CHAPITRE VIII

Étranges villageois ! Aucune défiance en eux, ou alors ils la cachaient bien. Sans doute était-ce dû au fait qu’ils portaient des armes. Rien de tel pour mettre en confiance.

Je fus accueillie avec plaisir, d’autant plus que Sark me présenta en quelques phrases simples mais chaleureuses. Peut-être un peu trop chaleureuses à mon goût, car à ce moment-là je pensais à Alik et à sa sœur, qui devaient piaffer d’impatience.

Des femmes s’approchaient de moi, étudiaient mon comportement. Je leur souris. L’une d’elle me demanda :

— D’où viens-tu ?

— D’un village semblable au vôtre, mais moins bien protégé.
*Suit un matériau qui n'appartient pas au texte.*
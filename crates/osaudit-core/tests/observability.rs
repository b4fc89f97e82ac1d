//! Observability tests for audit run lifecycle tracing.
//!
//! Emitters must be callable with or without an installed subscriber, and a
//! run must still complete when JSON tracing is active.

use std::sync::Arc;

use osaudit_core::{
    emit_check_errored, emit_check_filtered, emit_check_finished, emit_check_started,
    emit_run_finished, emit_run_started, init_tracing, run_benchmark, run_span, Benchmark, CheckId,
    CheckSpec, Finding, Level, ProgressTracker, ReportSummary, ResultRecord, RunRequest,
    ScoringClass,
};

fn record() -> ResultRecord {
    let spec = CheckSpec::new(
        CheckId::parse("5.2.1").unwrap(),
        Level::One,
        ScoringClass::Scored,
        "Ensure permissions on /etc/ssh/sshd_config are configured",
    );
    ResultRecord::from_finding(&spec, Finding::pass(), 4)
}

#[test]
fn test_lifecycle_emitters_do_not_panic() {
    let span = run_span("run-123");
    let _entered = span.enter();
    let id = CheckId::parse("5.2.1").unwrap();
    emit_run_started("run-123", "CIS Distribution Independent Linux", 120, 8);
    emit_check_filtered(&id);
    emit_check_started(&id);
    emit_check_finished(&record());
    emit_check_errored(&id, &"permission denied");
    emit_run_finished("run-123", &ReportSummary::default());
}

#[tokio::test]
async fn test_run_with_json_tracing_installed() {
    init_tracing(true, tracing::Level::TRACE);
    let bench = Benchmark::new("empty");
    let report = run_benchmark(&bench, RunRequest::default(), Arc::new(ProgressTracker::new()))
        .await
        .unwrap();
    assert!(report.records.is_empty());
    assert_eq!(report.summary.total, 0);
    assert!(!report.run_id.is_empty());
}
Un Tueur est arrivé avec ses ayatolls…

— Combien d’ayatolls ? fit Sark avec intérêt.

— Cinq ou six… Mais ils étaient armés, et nous ne l’étions pas.

Je grimaçai un peu.

— Et puis, ajoutai-je, les rescapés des tueries d’autrefois l’ont répété plus de mille fois : quand un Tueur arrive, même seul, c’est la panique.

Ils s’interrogeaient du regard.

— Panique ? dit une femme… Mais pourquoi ? Un Tueur peut abattre quelques limaces, mais ensuite, malgré ses ayatolls, il est écrasé sous le nombre !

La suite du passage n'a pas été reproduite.